● **What you will do**
Copy the lines verbatim, beginning with the line that contains "pub use memory::MemoryRecordStore;" and continuing through the end of the data, and only those lines.

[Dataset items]
= Beginning of Section =

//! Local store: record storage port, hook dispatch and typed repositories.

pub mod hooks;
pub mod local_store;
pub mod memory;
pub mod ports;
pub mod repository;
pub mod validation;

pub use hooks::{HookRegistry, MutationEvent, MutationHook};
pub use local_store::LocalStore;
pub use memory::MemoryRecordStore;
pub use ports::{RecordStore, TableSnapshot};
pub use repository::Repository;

= End of Section =

● **Answer section**
pub use memory::MemoryRecordStore;
pub use ports::{RecordStore, TableSnapshot};
pub use repository::Repository;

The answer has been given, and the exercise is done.